Postby WingAdmin » Tue Mar 04, 2014 9:54 pm

lhelber wrote:I looked at a set of T-5s the other day and really liked what I saw. Upon closer inspection I noticed that one of the tags said the gloves are lined with a with a waterproof layer but the outer leather shell is not water proof and needs to be treated otherwise the leather will saturate and will take a long time to dry. Did you treat your gloves and have you used the gloves in the rain?


I haven't had them in the rain, but yes, I do treat them. Here's what I found a Gerbings rep had to say:

The general differences between the G3's and the T5's is insulation and construction. The G3's are thinner, with 70 grams of Thinsulate. This makes for a softer, more pliable and less bulky glove. We recommend that for riders who ride in above-freezing temps. Below those temps, the G3's still make plenty of heat, but you have to turn them up higher. That creates a greater temperature disparity between the heat-producing wires and the natural hand temperature at which you want to ride. For some people, that means the gloves feel a little "hot" when it gets really cold. I wear my G3's most cold days here in WA, although I was out in 29 degrees (and not raining, yay!) last Saturday and I took my T5's.

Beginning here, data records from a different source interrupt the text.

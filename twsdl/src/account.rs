// twsdl/src/account.rs
// Account, portfolio and execution records plus the last-known account snapshot

use std::collections::HashMap;

use log::trace;

use crate::contract::Contract;
use crate::order::{OpenOrderRow, OrderStatusRow};

/// Filter criteria for requesting executions.
#[derive(Debug, Clone, Default, PartialEq)]
pub struct ExecutionFilter {
  /// Filter by the API client which placed the order. 0 means all clients.
  pub client_id: Option<i32>,
  /// Filter by the account code. Empty string means all accounts accessible by this user.
  pub acct_code: Option<String>,
  /// Filter by time. Format: "YYYYMMDD HH:MM:SS". Note the single space.
  pub time: Option<String>,
  pub symbol: Option<String>,
  pub sec_type: Option<String>,
  pub exchange: Option<String>,
  /// "BUY" or "SELL"
  pub side: Option<String>,
}

/// One execution report.
#[derive(Debug, Clone, PartialEq)]
pub struct Execution {
  pub order_id: i32,
  pub contract: Contract,
  pub exec_id: String,
  pub time: String,
  pub account: String,
  pub exchange: String,
  pub side: String,
  pub shares: f64,
  pub price: f64,
  pub perm_id: i32,
  pub client_id: i32,
  pub liquidation: i32,
  pub cum_qty: f64,
  pub avg_price: f64,
  pub order_ref: String,
}

/// One account value update (key/value/currency/account).
#[derive(Debug, Clone, PartialEq)]
pub struct AccountValue {
  pub key: String,
  pub value: String,
  pub currency: String,
  pub account: String,
}

/// One portfolio position update.
#[derive(Debug, Clone, PartialEq)]
pub struct PortfolioRow {
  pub contract: Contract,
  pub position: f64,
  pub market_price: f64,
  pub market_value: f64,
  pub average_cost: f64,
  pub unrealized_pnl: f64,
  pub realized_pnl: f64,
  pub account: String,
}

/// Latest known state of the account. Every update overwrites the previous
/// row with the same key, nothing is kept as history.
#[derive(Debug, Default)]
pub struct Account {
  values: HashMap<(String, String, String), AccountValue>,
  portfolio: HashMap<i32, PortfolioRow>,
  open_orders: HashMap<i32, OpenOrderRow>,
  order_status: HashMap<i32, OrderStatusRow>,
  update_time: Option<String>,
}

impl Account {
  pub fn new() -> Self {
    Self::default()
  }

  pub fn update_value(&mut self, v: AccountValue) {
    trace!("account value {}={} {}", v.key, v.value, v.currency);
    self.values.insert((v.key.clone(), v.currency.clone(), v.account.clone()), v);
  }

  pub fn update_portfolio(&mut self, row: PortfolioRow) {
    self.portfolio.insert(row.contract.con_id, row);
  }

  pub fn update_open_order(&mut self, row: OpenOrderRow) {
    self.open_orders.insert(row.perm_id, row);
  }

  pub fn update_order_status(&mut self, row: OrderStatusRow) {
    self.order_status.insert(row.perm_id, row);
  }

  pub fn set_update_time(&mut self, t: String) {
    self.update_time = Some(t);
  }

  pub fn value(&self, key: &str, currency: &str, account: &str) -> Option<&AccountValue> {
    self.values.get(&(key.to_string(), currency.to_string(), account.to_string()))
  }

  pub fn portfolio(&self, con_id: i32) -> Option<&PortfolioRow> {
    self.portfolio.get(&con_id)
  }

  pub fn open_order(&self, perm_id: i32) -> Option<&OpenOrderRow> {
    self.open_orders.get(&perm_id)
  }

  pub fn order_status(&self, perm_id: i32) -> Option<&OrderStatusRow> {
    self.order_status.get(&perm_id)
  }

  pub fn update_time(&self) -> Option<&str> {
    self.update_time.as_deref()
  }

  pub fn portfolio_len(&self) -> usize {
    self.portfolio.len()
  }

  pub fn open_orders_len(&self) -> usize {
    self.open_orders.len()
  }
}

#[cfg(test)]
mod tests {
  use super::*;
  use crate::order::OrderStatus;

  fn position(con_id: i32, qty: f64) -> PortfolioRow {
    let mut contract = Contract::stock_with_exchange("IBM", "NYSE", "USD");
    contract.con_id = con_id;
    PortfolioRow {
      contract,
      position: qty,
      market_price: 1.0,
      market_value: qty,
      average_cost: 1.0,
      unrealized_pnl: 0.0,
      realized_pnl: 0.0,
      account: "DU1".to_string(),
    }
  }

  #[test]
  fn test_last_write_wins() {
    let mut acct = Account::new();
    acct.update_portfolio(position(8314, 10.0));
    acct.update_portfolio(position(8314, 25.0));
    acct.update_portfolio(position(4391, 1.0));
    assert_eq!(acct.portfolio_len(), 2);
    assert_eq!(acct.portfolio(8314).unwrap().position, 25.0);

    let status = |filled: f64| OrderStatusRow {
      order_id: 3,
      status: OrderStatus::Submitted,
      filled,
      remaining: 10.0 - filled,
      avg_fill_price: 0.0,
      perm_id: 77,
      parent_id: 0,
      last_fill_price: 0.0,
      client_id: 1,
      why_held: String::new(),
    };
    acct.update_order_status(status(0.0));
    acct.update_order_status(status(4.0));
    assert_eq!(acct.order_status(77).unwrap().filled, 4.0);

    acct.update_value(AccountValue {
      key: "NetLiquidation".into(), value: "1".into(), currency: "USD".into(), account: "DU1".into(),
    });
    acct.update_value(AccountValue {
      key: "NetLiquidation".into(), value: "2".into(), currency: "USD".into(), account: "DU1".into(),
    });
    assert_eq!(acct.value("NetLiquidation", "USD", "DU1").unwrap().value, "2");
  }
}
// twsdl/src/pacing.rs
//! Sliding-window pacing for a single request bucket.
//!
//! TWS rejects historical data requests when too many are sent in a short
//! time. The exact quotas are not published; what is known:
//! - at most `max_requests` requests per `check_interval`
//! - a minimum spacing between two consecutive requests
//! - after a reported pacing violation nothing should be sent for a while
//!
//! All times are milliseconds since the epoch and passed in by the caller.

use log::{debug, trace};

/// Retained after `clear()` if the last request is younger than this.
const CLEAR_GRACE_MS: i64 = 5_000;

/// Tunables shared by every pacing bucket.
#[derive(Clone, Debug, PartialEq, Eq)]
pub struct PacingConfig {
  /// Requests allowed per window (default: 60)
  pub max_requests: usize,
  /// Window length in ms (default: 601000)
  pub check_interval: i64,
  /// Minimum spacing between requests in ms (default: 1500)
  pub min_pacing_time: i64,
  /// Cooldown after a violation in ms (default: 60000)
  pub violation_pause: i64,
}

impl Default for PacingConfig {
  fn default() -> Self {
    Self {
      max_requests: 60,
      check_interval: 601_000,
      min_pacing_time: 1_500,
      violation_pause: 60_000,
    }
  }
}

/// Request history of one bucket.
#[derive(Clone, Debug, Default)]
pub struct PacingControl {
  cfg: PacingConfig,
  date_list: Vec<i64>,
  violation_list: Vec<bool>,
}

impl PacingControl {
  pub fn new(cfg: PacingConfig) -> Self {
    Self { cfg, date_list: Vec::new(), violation_list: Vec::new() }
  }

  pub fn config(&self) -> &PacingConfig {
    &self.cfg
  }

  pub fn set_config(&mut self, cfg: PacingConfig) {
    self.cfg = cfg;
  }

  pub fn set_violation_pause(&mut self, ms: i64) {
    self.cfg.violation_pause = ms;
  }

  pub fn is_empty(&self) -> bool {
    self.date_list.is_empty()
  }

  pub fn len(&self) -> usize {
    self.date_list.len()
  }

  pub fn last_request(&self) -> Option<i64> {
    self.date_list.last().copied()
  }

  pub fn add_request(&mut self, now: i64) {
    self.date_list.push(now);
    self.violation_list.push(false);
  }

  /// Flag the latest request as violating. The offending request may have
  /// been sent by another client, so an empty history gets a synthetic entry.
  pub fn notify_violation(&mut self, now: i64) {
    if self.violation_list.is_empty() {
      self.add_request(now);
    }
    if let Some(last) = self.violation_list.last_mut() {
      *last = true;
    }
  }

  fn last_violated(&self) -> bool {
    self.violation_list.last().copied().unwrap_or(false)
  }

  /// Milliseconds to wait before the next request. Non-positive means now.
  pub fn good_time(&self, now: i64) -> i64 {
    let last = match self.date_list.last() {
      Some(&t) => t,
      None => return 0,
    };

    let mut wait = self.cfg.min_pacing_time - (now - last);
    let mut reason = "min spacing";

    if self.last_violated() {
      let wait_viol = self.cfg.violation_pause - (now - last);
      if wait_viol > wait {
        wait = wait_viol;
        reason = "violation";
      }
    }

    if self.date_list.len() >= self.cfg.max_requests {
      let oldest = self.date_list[self.date_list.len() - self.cfg.max_requests];
      let wait_burst = self.cfg.check_interval - (now - oldest);
      if wait_burst > wait {
        wait = wait_burst;
        reason = "burst";
      }
    }

    trace!("pacing good_time {}ms ({})", wait, reason);
    wait
  }

  /// Requests still allowed in the current window.
  pub fn count_left(&self, now: i64) -> usize {
    if let Some(&last) = self.date_list.last() {
      if self.last_violated() && self.cfg.violation_pause - (now - last) > 0 {
        return 0;
      }
    }
    let recent = self.date_list
      .iter()
      .rev()
      .take_while(|&&t| self.cfg.check_interval - (now - t) > 0)
      .count();
    self.cfg.max_requests.saturating_sub(recent)
  }

  /// Forget the history. A very recent request is kept.
  pub fn clear(&mut self, now: i64) {
    let keep = match self.date_list.last() {
      Some(&last) if now - last < CLEAR_GRACE_MS => Some((last, self.last_violated())),
      _ => None,
    };
    self.date_list.clear();
    self.violation_list.clear();
    if let Some((last, violated)) = keep {
      debug!("pacing clear keeps last request ({}ms old)", now - last);
      self.date_list.push(last);
      self.violation_list.push(violated);
    }
  }

  /// Interleave `other`'s history into ours, ordered by time.
  pub fn merge(&mut self, other: &PacingControl) {
    let mut merged_dates = Vec::with_capacity(self.date_list.len() + other.date_list.len());
    let mut merged_viol = Vec::with_capacity(merged_dates.capacity());
    let (mut i, mut j) = (0, 0);
    while i < self.date_list.len() || j < other.date_list.len() {
      let take_self = j >= other.date_list.len()
        || (i < self.date_list.len() && self.date_list[i] <= other.date_list[j]);
      if take_self {
        merged_dates.push(self.date_list[i]);
        merged_viol.push(self.violation_list[i]);
        i += 1;
      } else {
        merged_dates.push(other.date_list[j]);
        merged_viol.push(other.violation_list[j]);
        j += 1;
      }
    }
    self.date_list = merged_dates;
    self.violation_list = merged_viol;
  }
}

The 100-gram Thinsulate in the T5's does mean that this is a slightly heavier glove. It's also a little stiffer, although mine have broken in and are like butter to wear. With the extra insulation, the T5's require a bit less heat at sub-freezing temps, as less heat is lost to contact transfer with the cold air, and more heat is retained inside the glove (all gloves, regardless of build, lose heat to the environment on cold days). The T5's, because of their extra insulation, were designed with flexure points at the knuckles and on the back of the hand, along with stiff knuckle pads to help deflect minor road debris. This requires more pieces and more labor in their manufacture, and therefore they're priced higher than the G3's. In fact, the name T5 came about because it's a more "Technical" glove to manufacture. And just in case you were wondering, the name G3 was given to that glove because it had three small "Gel" pads in the palms (The T5, introduced a couple of years later, also has gel palm pads).

Some discussion has been offered regarding which gloves are waterproof. All our gloves come with a waterproof membrane. This means your hands will stay dry. However, the leather outer is not waterproof, which means it can get wet. Permanent waterproofing of leather has, in our testing, adverse effects on the long-term life of the leather. And if the leather cracks, you're left with a leaking glove and no interior moisture barrier. Temporary repeatable waterproofing treatments, such as NikWax's Glove Proof or Sno-Seal, do an excellent job of repelling water, need to be repeated only about twice a year, and do not have adverse effects on the leather, so your investment lasts longer.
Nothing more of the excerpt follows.